Introduction: Ligands of adenosine A1Rs are potential candidates for the development of drugs for the treatment of paroxysmal supraventricular tachycardia, angina pectoris, hypertriglyceridemia, type 2 diabetes mellitus, neuropathic pain, and heart failure. At the same time, there is a deficiency of drugs that can regulate the functions of A1 receptors. A number of A1-antagonists are at the various stages of clinical trials; other drugs are not very selective or are characterized by an insufficient breadth of their therapeutic action. Therefore, the search for new medicinal compounds for the prevention and treatment of A1-depended diseases among nitro derivatives of tetrazolo[1,5-a]pyrimidine and 1,2,4-triazolo[1,5-a]pyrimidine is of scientific interest. Materials and methods: The search for active compounds was carried out by in silico and in vitro methods. At the first stage, a computer forecast of A1-antagonistic activity was carried out using the Microcosm BioS software. At the second stage, the prediction results were verified in vitro in a model of isolated mouse atria.

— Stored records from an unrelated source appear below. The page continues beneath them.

//! Normal / Rayleigh fits and one-sample Kolmogorov-Smirnov tests.

use serde::Serialize;
use shotgroup_shared::result::{mean_and_variance, DistParams, GoodnessOfFit};
use statrs::distribution::{ContinuousCDF, Normal};

use crate::error::{Result, SimError};

const RAYLEIGH_MAX_BRACKET_STEPS: usize = 200;
const RAYLEIGH_MAX_BISECTIONS: usize = 200;
const KOLMOGOROV_TERMS: usize = 100;

#[derive(Debug, Clone, Copy, PartialEq, Eq, Serialize)]
#[serde(rename_all = "lowercase")]
pub enum Family {
    Normal,
    Rayleigh,
}

impl Family {
    pub fn name(&self) -> &'static str {
        match self {
            Family::Normal => "Normal",
            Family::Rayleigh => "Rayleigh",
        }
    }

    pub fn cdf(&self, x: f64, params: DistParams) -> Result<f64> {
        match self {
            Family::Normal => Ok(normal(params)?.cdf(x)),
            Family::Rayleigh => {
                check_scale(params)?;
                let z = (x - params.loc) / params.scale;
                Ok(if z <= 0.0 { 0.0 } else { -(-0.5 * z * z).exp_m1() })
            }
        }
    }

    pub fn quantile(&self, p: f64, params: DistParams) -> Result<f64> {
        match self {
            Family::Normal => Ok(normal(params)?.inverse_cdf(p)),
            Family::Rayleigh => {
                check_scale(params)?;
                Ok(params.loc + params.scale * (-2.0 * (-p).ln_1p()).sqrt())
            }
        }
    }
}

fn check_scale(params: DistParams) -> Result<()> {
    if params.scale.is_finite() && params.scale > 0.0 && params.loc.is_finite() {
        Ok(())
    } else {
        Err(SimError::Distribution(format!(
            "invalid parameters loc={} scale={}",
            params.loc, params.scale
        )))
    }
}

fn normal(params: DistParams) -> Result<Normal> {
    Normal::new(params.loc, params.scale).map_err(|e| SimError::Distribution(e.to_string()))
}

fn mean_and_std(sample: &[f64]) -> Result<(f64, f64)> {
    let (mean, var) = mean_and_variance(sample).ok_or(SimError::EmptySample)?;
    Ok((mean, var.sqrt()))
}

/// `(x - mean) / std`, population standard deviation.
pub fn standardize(sample: &[f64]) -> Result<Vec<f64>> {
    let (mean, std) = mean_and_std(sample)?;
    if !(std.is_finite() && std > 0.0) {
        return Err(SimError::ZeroVariance);
    }
    Ok(sample.iter().map(|x| (x - mean) / std).collect())
}

/// Maximum-likelihood Normal fit: sample mean and population std.
pub fn fit_normal(sample: &[f64]) -> Result<DistParams> {
    let (loc, scale) = mean_and_std(sample)?;
    if !(scale.is_finite() && scale > 0.0) {
        return Err(SimError::ZeroVariance);
    }
    Ok(DistParams { loc, scale })
}

/// Maximum-likelihood Rayleigh fit with free location.
///
/// For a fixed `loc` the scale MLE is `sqrt(sum(d^2) / 2N)` with `d = x - loc`.
/// Substituting it into the location score leaves
/// `sum(d) - sum(d^2) / 2N * sum(1/d) = 0`, solved by bisection below `min(x)`.
pub fn fit_rayleigh(sample: &[f64]) -> Result<DistParams> {
    let (_, std) = mean_and_std(sample)?;
    if !(std.is_finite() && std > 0.0) {
        return Err(SimError::ZeroVariance);
    }
    let n = sample.len() as f64;
    let min = sample.iter().copied().fold(f64::INFINITY, f64::min);

    let score = |loc: f64| {
        let (s1, s2, s_inv) = sample.iter().fold((0.0_f64, 0.0_f64, 0.0_f64), |(s1, s2, si), x| {
            let d = x - loc;
            (s1 + d, s2 + d * d, si + 1.0 / d)
        });
        s1 - s2 / (2.0 * n) * s_inv
    };

    // score -> -inf as loc -> min from below, and is positive far below min.
    let mut hi = min - std * 1e-9;
    let mut step = std;
    let mut lo = min - step;
    let mut bracketed = false;
    for _ in 0..RAYLEIGH_MAX_BRACKET_STEPS {
        if score(lo) > 0.0 {
            bracketed = true;
            break;
        }
        hi = lo;
        step *= 2.0;
        lo = min - step;
    }
    if !bracketed {
        return Err(SimError::Distribution(
            "rayleigh location score has no sign change".to_string(),
        ));
    }

    for _ in 0..RAYLEIGH_MAX_BISECTIONS {
        let mid = 0.5 * (lo + hi);
        if mid <= lo || mid >= hi {
            break;
        }
        if score(mid) > 0.0 {
            lo = mid;
        } else {
            hi = mid;
        }
    }

    let loc = 0.5 * (lo + hi);
    let s2 = sample.iter().map(|x| (x - loc) * (x - loc)).sum::<f64>();
    Ok(DistParams {
        loc,
        scale: (s2 / (2.0 * n)).sqrt(),
    })
}

/// Survival function of the Kolmogorov distribution, `P(K > x)`.
pub fn kolmogorov_sf(x: f64) -> f64 {
    if x.is_nan() {
        return f64::NAN;
    }
    if x <= 0.0 {
        return 1.0;
    }
    let p = if x < 1.0 {
        // Jacobi-theta form converges fast for small x.
        let w = std::f64::consts::PI * std::f64::consts::PI / (8.0 * x * x);
        let mut cdf = 0.0;
        for k in 1..=KOLMOGOROV_TERMS {
            let m = (2 * k - 1) as f64;
            let term = (-m * m * w).exp();
            cdf += term;
            if term < 1e-17 {
                break;
            }
        }
        1.0 - (2.0 * std::f64::consts::PI).sqrt() / x * cdf
    } else {
        let mut sf = 0.0;
        let mut sign = 1.0;
        for k in 1..=KOLMOGOROV_TERMS {
            let kf = k as f64;
            let term = (-2.0 * kf * kf * x * x).exp();
            sf += sign * term;
            if term < 1e-17 {
                break;
            }
            sign = -sign;
        }
        2.0 * sf
    };
    p.clamp(0.0, 1.0)
}

/// Two-sided one-sample KS test against `family(params)`, asymptotic p-value.
pub fn goodness_of_fit(
    sample: &[f64],
    family: Family,
    params: DistParams,
) -> Result<GoodnessOfFit> {
    if sample.is_empty() {
        return Err(SimError::EmptySample);
    }
    let mut sorted = sample.to_vec();
    sorted.sort_unstable_by(f64::total_cmp);

    let n = sorted.len() as f64;
    let mut statistic = 0.0_f64;
    for (i, &x) in sorted.iter().enumerate() {
        let cdf = family.cdf(x, params)?;
        let d_plus = (i + 1) as f64 / n - cdf;
        let d_minus = cdf - i as f64 / n;
        statistic = statistic.max(d_plus).max(d_minus);
    }
    let statistic = statistic.clamp(0.0, 1.0);

    Ok(GoodnessOfFit {
        statistic,
        p_value: kolmogorov_sf(n.sqrt() * statistic),
    })
}

#[derive(Debug, Clone, Copy, PartialEq, Serialize)]
pub struct FitResult {
    pub normal: DistParams,
    pub rayleigh: DistParams,
    pub normal_gof: GoodnessOfFit,
    pub rayleigh_gof: GoodnessOfFit,
}

impl FitResult {
    /// Family with the smaller KS statistic.
    pub fn better_fit(&self) -> Family {
        if self.normal_gof.statistic < self.rayleigh_gof.statistic {
            Family::Normal
        } else {
            Family::Rayleigh
        }
    }
}

pub fn fit_distributions(sample: &[f64]) -> Result<FitResult> {
    let normal = fit_normal(sample)?;
    let rayleigh = fit_rayleigh(sample)?;
    Ok(FitResult {
        normal,
        rayleigh,
        normal_gof: goodness_of_fit(sample, Family::Normal, normal)?,
        rayleigh_gof: goodness_of_fit(sample, Family::Rayleigh, rayleigh)?,
    })
}

#[derive(Debug, Clone, Copy, PartialEq, Serialize)]
pub struct QqPoint {
    pub theoretical: f64,
    pub sample: f64,
}

/// Q-Q pairs at plotting positions `(i + 0.5) / N`, evenly thinned to at most
/// `max_points` entries.
pub fn qq_points(
    sample: &[f64],
    family: Family,
    params: DistParams,
    max_points: usize,
) -> Result<Vec<QqPoint>> {
    if sample.is_empty() {
        return Err(SimError::EmptySample);
    }
    let mut sorted = sample.to_vec();
    sorted.sort_unstable_by(f64::total_cmp);
    let n = sorted.len();

    let indices: Vec<usize> = if max_points >= n || max_points < 2 {
        (0..n).collect()
    } else {
        (0..max_points)
            .map(|k| k * (n - 1) / (max_points - 1))
            .collect()
    };

    indices
        .into_iter()
        .map(|i| {
            let p = (i as f64 + 0.5) / n as f64;
            Ok(QqPoint {
                theoretical: family.quantile(p, params)?,
                sample: sorted[i],
            })
        })
        .collect()
}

Results and discussion: Based on the results of the prediction by the method of maximum similarity to standards, the most active compounds III, VIII, and XVII were selected. After testing the prediction results by the isolated atria method, the compound VIII was characterized by A1-blocking effect in vitro at a concentration of 10 μmol/L. Conclusion: The most promising compound with A1-blocking effect in vitro was identified; it is a derivative of tetrazolo[1,5-a]pyrimidine under the code of VIII. It is of interest for us for further in-depth study of its pharmacological properties.